Exercise description: When you reach the line that contains "Vertex::five(fragment)" in the entries below, begin returning lines exactly as written and continue through the last one.

───── The data ─────

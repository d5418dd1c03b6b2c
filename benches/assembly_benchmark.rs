use olc::assembly::{assemble, AssemblyConfig};
use olc::store::SequenceStore;

use criterion::{criterion_group, criterion_main, BenchmarkId, Criterion};

const FRAGMENT_LEN: usize = 100;
const OVERLAP_LEN: usize = 40;

/// A chain of fragments tiling a pseudo-random genome, as FASTA, along
/// with the SAM an all-vs-all aligner would report for neighbours.
fn synthetic_chain(count: usize) -> (Vec<u8>, String) {
    let step = FRAGMENT_LEN - OVERLAP_LEN;
    let genome_len = step * count + OVERLAP_LEN;

    let mut state: u64 = 0x2545_f491_4f6c_dd1d;
    let genome: Vec<u8> = (0..genome_len)
        .map(|_| {
            state = state.wrapping_mul(6_364_136_223_846_793_005).wrapping_add(1);
            b"ACGT"[(state >> 62) as usize]
        })
        .collect();

    let mut fasta = Vec::new();
    let mut sam = String::from("@HD\tVN:1.6\tSO:unsorted\n");
    for i in 0..count {
        let start = i * step;
        fasta.extend_from_slice(format!(">r{}\n", i).as_bytes());
        fasta.extend_from_slice(&genome[start..start + FRAGMENT_LEN]);
        fasta.push(b'\n');
        sam.push_str(&format!("@SQ\tSN:r{}\tLN:{}\n", i, FRAGMENT_LEN));
    }
    for i in 1..count {
        sam.push_str(&format!(
            "r{}\t0\tr{}\t{}\t60\t{}M{}S\t*\t0\t0\t*\t*\tAS:i:{}\n",
            i,
            i - 1,
            step + 1,
            OVERLAP_LEN,
            FRAGMENT_LEN - OVERLAP_LEN,
            OVERLAP_LEN
        ));
    }
    (fasta, sam)
}

macro_rules! bench_chain {
    ($name:ident, $count:literal) => {
        fn $name(c: &mut Criterion) {
            let (fasta, sam) = synthetic_chain($count);
            let store = SequenceStore::from_bytes(&fasta).unwrap();
            let config = AssemblyConfig::default();
            c.bench_with_input(
                BenchmarkId::new("assemble_chain", $count),
                &sam,
                |b, sam| {
                    b.iter(|| {
                        let mut out = Vec::new();
                        assemble(sam.as_bytes(), &store, &config, &mut out)
                            .unwrap()
                    });
                },
            );
        }
    };
}

bench_chain!(chain_100, 100);
bench_chain!(chain_1000, 1000);
bench_chain!(chain_5000, 5000);

criterion_group!(benches, chain_100, chain_1000, chain_5000);
criterion_main!(benches);
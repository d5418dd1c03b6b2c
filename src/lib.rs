//! Overlap-layout-consensus assembly of sequence fragments.
//!
//! Pairwise alignments between fragments, read from SAM, are turned
//! into an overlap graph whose vertices are fragment ends. The graph is
//! cleaned of conflicting overlaps and cycles, split into simple paths,
//! and each path is folded into a contig.

pub mod aligner;
pub mod assembly;
pub mod builder;
pub mod cigar;
pub mod contig;
pub mod error;
pub mod graph;
pub mod linearize;
pub mod optfields;
pub mod parser;
pub mod sequence;
pub mod store;
pub mod walker;
pub mod writer;

pub use self::assembly::{assemble, AssemblyConfig, AssemblyReport};
pub use self::error::{AssemblyError, AssemblyResult, GraphInconsistency};
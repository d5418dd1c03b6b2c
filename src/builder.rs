use bstr::BString;

#[cfg(feature = "serde1")]
use serde::{Deserialize, Serialize};

use crate::{
    graph::{EdgeId, Offset, Overlap, OverlapGraph, Vertex},
    parser::{AlignmentRecord, FragmentLengths},
};

/// What happened to a single alignment record
#[derive(Debug, Clone, Copy, PartialEq, Eq)]
pub enum RecordOutcome {
    SelfAlignment,
    /// Both ends terminal or both ends internal, so not a dovetail
    Contained,
    /// The reference is missing from the length table; `assemble`
    /// treats this as an unknown fragment
    UnknownReference,
    /// An incumbent overlap with an equal or higher score touches one
    /// of the record's vertices
    Inferior,
    /// The overlap was added after removing `replaced` weaker ones
    Accepted { replaced: usize },
}

/// Counts of record outcomes over a whole alignment stream
#[derive(Default, Debug, Clone, PartialEq, Eq)]
#[cfg_attr(feature = "serde1", derive(Serialize, Deserialize))]
pub struct BuildStats {
    pub records: usize,
    pub self_alignments: usize,
    pub contained: usize,
    pub unknown_reference: usize,
    pub inferior: usize,
    pub accepted: usize,
    pub replaced: usize,
    pub fragments: usize,
    pub overlaps: usize,
}

impl BuildStats {
    fn record(&mut self, outcome: RecordOutcome) {
        use RecordOutcome as RO;
        self.records += 1;
        match outcome {
            RO::SelfAlignment => self.self_alignments += 1,
            RO::Contained => self.contained += 1,
            RO::UnknownReference => self.unknown_reference += 1,
            RO::Inferior => self.inferior += 1,
            RO::Accepted { replaced } => {
                self.accepted += 1;
                self.replaced += replaced;
            }
        }
    }
}

/// Turns a stream of alignments into an overlap graph in which every
/// vertex carries at most one overlap edge.
#[derive(Debug, Clone)]
pub struct OverlapGraphBuilder {
    graph: OverlapGraph,
    lengths: FragmentLengths,
    term_ignore_length: usize,
    stats: BuildStats,
}

impl OverlapGraphBuilder {
    /// `term_ignore_length` is the clip length from which an alignment
    /// end stops being considered terminal.
    pub fn new(lengths: FragmentLengths, term_ignore_length: usize) -> Self {
        OverlapGraphBuilder {
            graph: OverlapGraph::new(),
            lengths,
            term_ignore_length,
            stats: Default::default(),
        }
    }

    pub fn stats(&self) -> &BuildStats {
        &self.stats
    }

    pub fn graph(&self) -> &OverlapGraph {
        &self.graph
    }

    pub fn push(&mut self, record: &AlignmentRecord) -> RecordOutcome {
        let outcome = self.consider(record);
        log::debug!(
            "{} -> {} ({}, AS {}): {:?}",
            record.query_name,
            record.reference_name,
            record.cigar,
            record.score,
            outcome
        );
        self.stats.record(outcome);
        outcome
    }

    fn consider(&mut self, record: &AlignmentRecord) -> RecordOutcome {
        if record.is_self_alignment() {
            return RecordOutcome::SelfAlignment;
        }

        let qprel = record.cigar.leading_clip();
        let qsufl = record.cigar.trailing_clip();

        let mut q5 = qprel < self.term_ignore_length;
        let mut q3 = qsufl < self.term_ignore_length;
        if q5 == q3 {
            return RecordOutcome::Contained;
        }
        let r5 = q3;

        let ref_len = match self.lengths.get(&record.reference_name) {
            Some(len) => len,
            None => {
                log::warn!(
                    "Reference {} of query {} is missing from the header",
                    record.reference_name,
                    record.query_name
                );
                return RecordOutcome::UnknownReference;
            }
        };

        // Offsets are taken before the strand swap, in the frame the
        // aligner reported the query in.
        let query_offset = if q5 {
            Offset::Single(-(qsufl as i64))
        } else {
            Offset::Range(0, qprel as i64)
        };
        let reference_offset = if r5 {
            let covered = (record.position - 1) + record.cigar.reference_span();
            Offset::Single(-(ref_len.saturating_sub(covered) as i64))
        } else {
            Offset::Range(0, record.position as i64 - 1)
        };

        let reverse = record.strand.is_reverse();
        if reverse {
            std::mem::swap(&mut q5, &mut q3);
        }

        let query = end_vertex(&record.query_name, q5);
        let reference = end_vertex(&record.reference_name, r5);

        let mut incumbents: Vec<EdgeId> = Vec::with_capacity(2);
        for v in [&query, &reference].iter() {
            if let Some((id, incumbent)) = self.graph.overlap_at(v) {
                if incumbent.score >= record.score {
                    return RecordOutcome::Inferior;
                }
                if !incumbents.contains(&id) {
                    incumbents.push(id);
                }
            }
        }

        for id in incumbents.iter() {
            if let Some(edge) = self.graph.remove_edge(*id) {
                log::debug!(
                    "Overlap {} -- {} replaced by {} -- {}",
                    edge.from,
                    edge.to,
                    query,
                    reference
                );
            }
        }

        self.graph.add_overlap_edge(Overlap {
            score: record.score,
            reverse,
            query,
            reference,
            query_offset,
            reference_offset,
        });

        RecordOutcome::Accepted {
            replaced: incumbents.len(),
        }
    }

    /// Adds the internal edge of every known fragment and hands over
    /// the graph.
    pub fn finish(mut self) -> (OverlapGraph, BuildStats) {
        for (name, _) in self.lengths.iter() {
            self.graph.add_internal_edge(name);
        }
        self.stats.fragments = self.lengths.len();
        self.stats.overlaps = self.graph.overlap_count();

        log::info!(
            "Overlap graph: {} fragments, {} overlaps kept from {} records \
             ({} self, {} contained, {} inferior, {} replaced)",
            self.stats.fragments,
            self.stats.overlaps,
            self.stats.records,
            self.stats.self_alignments,
            self.stats.contained,
            self.stats.inferior,
            self.stats.replaced,
        );

        (self.graph, self.stats)
    }
}

fn end_vertex(fragment: &BString, five: bool) -> Vertex {
    if five {
        Vertex::five(fragment)
    } else {
        Vertex::three(fragment)
    }
}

─────

Result of this task:
        Vertex::five(fragment)
    } else {
        Vertex::three(fragment)
    }
}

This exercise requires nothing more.